The U.S. Securities and Exchange Commission (SEC) wants to take another whack at its lawsuit against crypto exchange Binance, filing a proposed amended complaint Thursday night a few months after the federal judge overseeing the case allowed most of the regulator's charges to survive a motion to dismiss.

The SEC argued its proposed amended complaint addressed some of the judge's concerns in dismissing parts of its initial lawsuit – namely around ongoing BNB sales and Binance's Simple Earn product – and bolstered other charges that the judge did not fully address in her ruling, specifically around 10 digital assets the SEC used as examples of Binance operating as an unregistered securities purveyor.

"The MTD Order dismissed these claims based on insufficient factual allegations to meet the Howey test, as opposed to a defective legal theory," the SEC filing said.

The SEC first sued Binance in June 2023, alleging the exchange was operating as an unregistered broker, clearinghouse and trading venue, offered unregistered securities through BNB and the BUSD stablecoin, as well as its staking service. Binance, Binance.US (otherwise known as BAM Trading) and Binance executives moved to dismiss the lawsuit. Judge Amy Berman Jackson, in a June 2024 ruling, dismissed charges tied to Binance's Simple Earn product and secondary BNB sales, but allowed most of the SEC's charges to proceed.

However, in a July 2024 hearing, attorneys went back-and-forth over whether the judge's ruling meant that 10 cryptocurrencies the SEC alleged were also sold as unregistered securities were still part of the case.

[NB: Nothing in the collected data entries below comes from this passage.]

//! Status effects system
//!
//! Manages named conditions on combatants like:
//! - Stunned, dazed, prone (negative)
//! - Blessed, hasted, concealed (positive)
//!
//! Definitions come from a read-only [`EffectCatalog`]. Instances never expire
//! on their own: the turn sequencer reports which instances are due and the
//! caller removes them.

use std::collections::BTreeMap;
use std::fmt;
use std::path::Path;
use std::str::FromStr;

use chrono::{DateTime, Utc};
use serde::{Deserialize, Serialize};
use uuid::Uuid;

use crate::config::ConfigError;

/// Whether an effect helps or hinders
#[derive(Debug, Clone, Copy, PartialEq, Eq, Hash, Serialize, Deserialize)]
#[serde(rename_all = "lowercase")]
pub enum EffectKind {
    Negative,
    Positive,
}

impl FromStr for EffectKind {
    type Err = ();

    fn from_str(s: &str) -> Result<Self, Self::Err> {
        match s.to_lowercase().as_str() {
            "negative" | "debuff" => Ok(EffectKind::Negative),
            "positive" | "buff" => Ok(EffectKind::Positive),
            _ => Err(()),
        }
    }
}

impl fmt::Display for EffectKind {
    fn fmt(&self, f: &mut fmt::Formatter<'_>) -> fmt::Result {
        let s = match self {
            EffectKind::Negative => "negative",
            EffectKind::Positive => "positive",
        };
        write!(f, "{}", s)
    }
}

/// When an effect instance is due for clearance
#[derive(Debug, Clone, Copy, PartialEq, Eq, Hash, Serialize, Deserialize)]
#[serde(rename_all = "snake_case")]
pub enum DurationPolicy {
    /// Until a successful saving throw (explicit removal)
    SaveEnds,
    /// At the end of the owner's turn
    EndOfTurn,
    /// When the round wraps
    EndOfRound,
    /// Until the encounter ends
    Encounter,
    /// Until the owner escapes (explicit removal)
    Escape,
    /// Until the owner spends a move action
    MoveAction,
    /// While the owner stays in place
    Positional,
    /// While the source sustains it
    Sustained,
    /// Adjudicated by the DM
    Special,
}

impl FromStr for DurationPolicy {
    type Err = ();

    fn from_str(s: &str) -> Result<Self, Self::Err> {
        match s.to_lowercase().replace(['-', ' '], "_").as_str() {
            "save_ends" => Ok(DurationPolicy::SaveEnds),
            "end_of_turn" => Ok(DurationPolicy::EndOfTurn),
            "end_of_round" => Ok(DurationPolicy::EndOfRound),
            "encounter" => Ok(DurationPolicy::Encounter),
            "escape" => Ok(DurationPolicy::Escape),
            "move_action" => Ok(DurationPolicy::MoveAction),
            "positional" => Ok(DurationPolicy::Positional),
            "sustained" => Ok(DurationPolicy::Sustained),
            "special" => Ok(DurationPolicy::Special),
            _ => Err(()),
        }
    }
}

impl fmt::Display for DurationPolicy {
    fn fmt(&self, f: &mut fmt::Formatter<'_>) -> fmt::Result {
        let s = match self {
            DurationPolicy::SaveEnds => "save_ends",
            DurationPolicy::EndOfTurn => "end_of_turn",
            DurationPolicy::EndOfRound => "end_of_round",
            DurationPolicy::Encounter => "encounter",
            DurationPolicy::Escape => "escape",
            DurationPolicy::MoveAction => "move_action",
            DurationPolicy::Positional => "positional",
            DurationPolicy::Sustained => "sustained",
            DurationPolicy::Special => "special",
        };
        write!(f, "{}", s)
    }
}

/// Catalog entry for a named effect
#[derive(Debug, Clone, PartialEq, Eq, Serialize, Deserialize)]
pub struct EffectDefinition {
    /// Catalog key, filled from the map key when loading JSON
    #[serde(default)]
    pub key: String,
    pub name: String,
    #[serde(rename = "type")]
    pub kind: EffectKind,
    #[serde(default)]
    pub description: String,
    pub duration: DurationPolicy,
    /// Stunned-style effects that forbid taking actions
    #[serde(default)]
    pub prevents_action: bool,
}

/// Read-only set of effect definitions keyed by effect key
#[derive(Debug, Clone, Default, PartialEq, Eq, Serialize, Deserialize)]
#[serde(transparent)]
pub struct EffectCatalog {
    definitions: BTreeMap<String, EffectDefinition>,
}

impl EffectCatalog {
    /// Empty catalog
    pub fn new() -> Self {
        Self::default()
    }

    /// The standard 4e-style condition list
    pub fn standard() -> Self {
        use DurationPolicy::*;
        use EffectKind::*;

        #[rustfmt::skip]
        let entries: [(&str, &str, EffectKind, DurationPolicy, bool, &str); 24] = [
            ("blinded", "Blinded", Negative, SaveEnds, false, "Cannot see. Grants combat advantage to enemies."),
            ("dazed", "Dazed", Negative, SaveEnds, false, "Can take only one action per turn."),
            ("dominated", "Dominated", Negative, SaveEnds, false, "Controlled by enemy. Must use actions as directed."),
            ("grabbed", "Grabbed", Negative, Escape, false, "Cannot move away from grabber."),
            ("helpless", "Helpless", Negative, SaveEnds, true, "Cannot take actions. Grants combat advantage."),
            ("immobilized", "Immobilized", Negative, SaveEnds, false, "Cannot move from current position."),
            ("marked", "Marked", Negative, EndOfTurn, false, "Takes penalty when attacking other targets."),
            ("ongoing_damage", "Ongoing Damage", Negative, SaveEnds, false, "Takes damage at start of each turn."),
            ("petrified", "Petrified", Negative, Special, true, "Turned to stone. Cannot take any actions."),
            ("prone", "Prone", Negative, MoveAction, false, "Lying down. Grants combat advantage to adjacent enemies."),
            ("restrained", "Restrained", Negative, SaveEnds, false, "Cannot move and takes penalty to attacks."),
            ("slowed", "Slowed", Negative, SaveEnds, false, "Speed reduced by half."),
            ("stunned", "Stunned", Negative, SaveEnds, true, "Cannot take actions and grants combat advantage."),
            ("surprised", "Surprised", Negative, EndOfRound, true, "Cannot act during surprise round."),
            ("unconscious", "Unconscious", Negative, SaveEnds, true, "Helpless and unaware of surroundings."),
            ("weakened", "Weakened", Negative, SaveEnds, false, "Damage reduced by half."),
            ("blessed", "Blessed", Positive, Encounter, false, "Bonus to attack rolls and damage."),
            ("concealed", "Concealed", Positive, EndOfTurn, false, "Enemies have penalty to hit."),
            ("cover", "Cover", Positive, Positional, false, "Bonus to AC and Reflex defenses."),
            ("flying", "Flying", Positive, Sustained, false, "Can move through air and over obstacles."),
            ("hasted", "Hasted", Positive, Encounter, false, "Increased speed and extra actions."),
            ("invisible", "Invisible", Positive, SaveEnds, false, "Cannot be seen. Combat advantage on attacks."),
            ("regenerating", "Regenerating", Positive, Encounter, false, "Heals HP at start of each turn."),
            ("shielded", "Shielded", Positive, Encounter, false, "Temporary hit points or damage resistance."),
        ];

        let mut catalog = Self::new();
        for (key, name, kind, duration, prevents_action, description) in entries {
            catalog.insert(EffectDefinition {
                key: key.to_string(),
                name: name.to_string(),
                kind,
                description: description.to_string(),
                duration,
                prevents_action,
            });
        }
        catalog
    }

    /// Parse a JSON object of `key -> definition`
    pub fn from_json(json: &str) -> Result<Self, ConfigError> {
        let mut catalog: EffectCatalog = serde_json::from_str(json)?;
        for (key, def) in catalog.definitions.iter_mut() {
            def.key = key.clone();
        }
        Ok(catalog)
    }

    /// Load a JSON catalog file
    pub fn load(path: &Path) -> Result<Self, ConfigError> {
        let json = std::fs::read_to_string(path).map_err(|source| ConfigError::Io {
            path: path.to_path_buf(),
            source,
        })?;
        Self::from_json(&json)
    }

    /// Add or replace a definition
    pub fn insert(&mut self, definition: EffectDefinition) {
        self.definitions.insert(definition.key.clone(), definition);
    }

    pub fn get(&self, key: &str) -> Option<&EffectDefinition> {
        self.definitions.get(key)
    }

    pub fn contains(&self, key: &str) -> bool {
        self.definitions.contains_key(key)
    }

    /// Definitions sorted by key
    pub fn iter(&self) -> impl Iterator<Item = &EffectDefinition> {
        self.definitions.values()
    }

    /// Definitions of one kind
    pub fn by_kind(&self, kind: EffectKind) -> impl Iterator<Item = &EffectDefinition> {
        self.definitions.values().filter(move |d| d.kind == kind)
    }

    pub fn len(&self) -> usize {
        self.definitions.len()
    }

    pub fn is_empty(&self) -> bool {
        self.definitions.is_empty()
    }
}

/// An application of a named effect to a combatant
#[derive(Debug, Clone, PartialEq, Eq, Serialize, Deserialize)]
pub struct StatusEffectInstance {
    pub id: Uuid,
    pub key: String,
    pub duration: DurationPolicy,
    pub applied_at: DateTime<Utc>,
    /// Combatant (or other source) that applied it
    pub source: Option<String>,
}

impl StatusEffectInstance {
    /// Instantiate a definition, optionally overriding its duration
    pub fn new(definition: &EffectDefinition, duration: Option<DurationPolicy>) -> Self {
        Self {
            id: Uuid::new_v4(),
            key: definition.key.clone(),
            duration: duration.unwrap_or(definition.duration),
            applied_at: Utc::now(),
            source: None,
        }
    }

    /// Set the source of this effect
    pub fn with_source(mut self, source_id: &str) -> Self {
        self.source = Some(source_id.to_string());
        self
    }
}

/// Ordered effect instances on one combatant. Duplicate keys are allowed.
#[derive(Debug, Clone, Default, PartialEq, Eq, Serialize, Deserialize)]
#[serde(transparent)]
pub struct StatusEffects {
    effects: Vec<StatusEffectInstance>,
}

impl StatusEffects {
    pub fn new() -> Self {
        Self::default()
    }

    /// Append an instance
    pub fn add(&mut self, effect: StatusEffectInstance) {
        self.effects.push(effect);
    }

    /// Remove an instance by id
    pub fn remove(&mut self, instance_id: Uuid) -> Option<StatusEffectInstance> {
        let index = self.effects.iter().position(|e| e.id == instance_id)?;
        Some(self.effects.remove(index))
    }

    /// Check if any instance has this key
    pub fn has(&self, key: &str) -> bool {
        self.effects.iter().any(|e| e.key == key)
    }

    /// Instance ids with the given duration policy, in application order
    pub fn with_duration(&self, duration: DurationPolicy) -> Vec<Uuid> {
        self.effects
            .iter()
            .filter(|e| e.duration == duration)
            .map(|e| e.id)
            .collect()
    }

    /// Check if nothing in the catalog forbids acting
    pub fn can_act(&self, catalog: &EffectCatalog) -> bool {
        !self
            .effects
            .iter()
            .any(|e| catalog.get(&e.key).is_some_and(|d| d.prevents_action))
    }

    pub fn iter(&self) -> impl Iterator<Item = &StatusEffectInstance> {
        self.effects.iter()
    }

    pub fn len(&self) -> usize {
        self.effects.len()
    }

    pub fn is_empty(&self) -> bool {
        self.effects.is_empty()
    }

    /// Clear all effects
    pub fn clear(&mut self) {
        self.effects.clear();
    }
}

"The PAC also bolsters allegations not expressly ruled upon concerning certain offers and sales of BNB and the Ten Crypto Assets to address Defendants’ prior dismissal arguments and Defendants’ anticipated argument that the MTD Order’s reasoning as to BNB secondary sales should apply to allegations concerning the Ten Crypto Assets," Thursday's SEC filing said.

Granting the motion to file an amended complaint won't unduly harm Binance and its affiliated persons and entities, given they'll still have a chance to respond and have been aware of the allegations since last June, the SEC said (it filed the proposed amended complaint at a court-ordered deadline; Binance has until Oct. 11 to oppose the motion).